§ Goal of the exercise:
For each line below with the word "other", write out a copy.

§ Data excerpts:
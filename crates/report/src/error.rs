/// Errors that abort report generation.
///
/// Problems confined to optional blocks (bad weather JSON, a missing icon)
/// are handled where they occur and never surface here.
#[derive(Debug, thiserror::Error)]
pub enum ReportError {
    #[error("PDF assembly failed: {0}")]
    Pdf(#[from] lopdf::Error),

    #[error("Image processing failed: {0}")]
    Image(#[from] image::ImageError),

    #[error("I/O error: {0}")]
    Io(#[from] std::io::Error),
}

pub type ReportResult<T> = Result<T, ReportError>;
use axum::http::StatusCode;
use axum::response::{IntoResponse, Response};
use hmsnova_core::error::CoreError;
use hmsnova_report::ReportError;
use serde_json::json;

/// Application-level error type for HTTP handlers.
///
/// Wraps [`CoreError`] for domain errors and adds HTTP-specific variants.
/// Implements [`IntoResponse`] to produce consistent JSON error responses.
#[derive(Debug, thiserror::Error)]
pub enum AppError {
    /// A domain-level error from `hmsnova_core`.
    #[error(transparent)]
    Core(#[from] CoreError),

    /// A database error from sqlx.
    #[error("Database error: {0}")]
    Database(#[from] sqlx::Error),

    /// PDF generation failed.
    #[error("Failed to generate PDF: {0}")]
    Report(#[from] ReportError),

    /// A bad request with a human-readable message.
    #[error("Bad request: {0}")]
    BadRequest(String),

    /// An internal error with a human-readable message.
    #[error("Internal error: {0}")]
    InternalError(String),
}

/// Convenience type alias for handler return values.
pub type AppResult<T> = Result<T, AppError>;

impl IntoResponse for AppError {
    fn into_response(self) -> Response {
        let (status, code, message) = match &self {
            // --- CoreError variants ---
            AppError::Core(core) => match core {
                CoreError::NotFound { entity, id } => (
                    StatusCode::NOT_FOUND,
                    "NOT_FOUND",
                    format!("{entity} with id {id} not found"),
                ),
                CoreError::Validation(msg) => {
                    (StatusCode::BAD_REQUEST, "VALIDATION_ERROR", msg.clone())
                }
                CoreError::Unauthorized(msg) => {
                    (StatusCode::UNAUTHORIZED, "UNAUTHORIZED", msg.clone())
                }
                CoreError::Forbidden(msg) => (StatusCode::FORBIDDEN, "FORBIDDEN", msg.clone()),
                CoreError::Internal(msg) => {
                    tracing::error!(error = %msg, "Internal core error");
                    (
                        StatusCode::INTERNAL_SERVER_ERROR,
                        "INTERNAL_ERROR",
                        "An internal error occurred".to_string(),
                    )
                }
            },

            // --- Database errors ---
            AppError::Database(err) => classify_sqlx_error(err),

            // --- Report generation ---
            // The failure message is returned to the client as-is.
            AppError::Report(err) => {
                tracing::error!(error = %err, "Report generation failed");
                (
                    StatusCode::INTERNAL_SERVER_ERROR,
                    "REPORT_GENERATION_FAILED",
                    self.to_string(),
                )
            }

            // --- HTTP-specific errors ---
            AppError::BadRequest(msg) => (StatusCode::BAD_REQUEST, "BAD_REQUEST", msg.clone()),
            AppError::InternalError(msg) => {
                tracing::error!(error = %msg, "Internal error");
                (
                    StatusCode::INTERNAL_SERVER_ERROR,
                    "INTERNAL_ERROR",
                    "An internal error occurred".to_string(),
                )
            }
        };

        let body = json!({
            "error": message,
            "code": code,
        });

        (status, axum::Json(body)).into_response()
    }
}

/// Classify a sqlx error into an HTTP status, error code, and message.
///
/// - `RowNotFound` maps to 404.
/// - Everything else maps to 500 with a sanitized message.
fn classify_sqlx_error(err: &sqlx::Error) -> (StatusCode, &'static str, String) {
    match err {
        sqlx::Error::RowNotFound => (
            StatusCode::NOT_FOUND,
            "NOT_FOUND",
            "Resource not found".to_string(),
        ),
        other => {
            tracing::error!(error = %other, "Database error");
            (
                StatusCode::INTERNAL_SERVER_ERROR,
                "INTERNAL_ERROR",
                "An internal error occurred".to_string(),
            )
        }
    }
}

§ Response to the task:
        other => {
            tracing::error!(error = %other, "Database error");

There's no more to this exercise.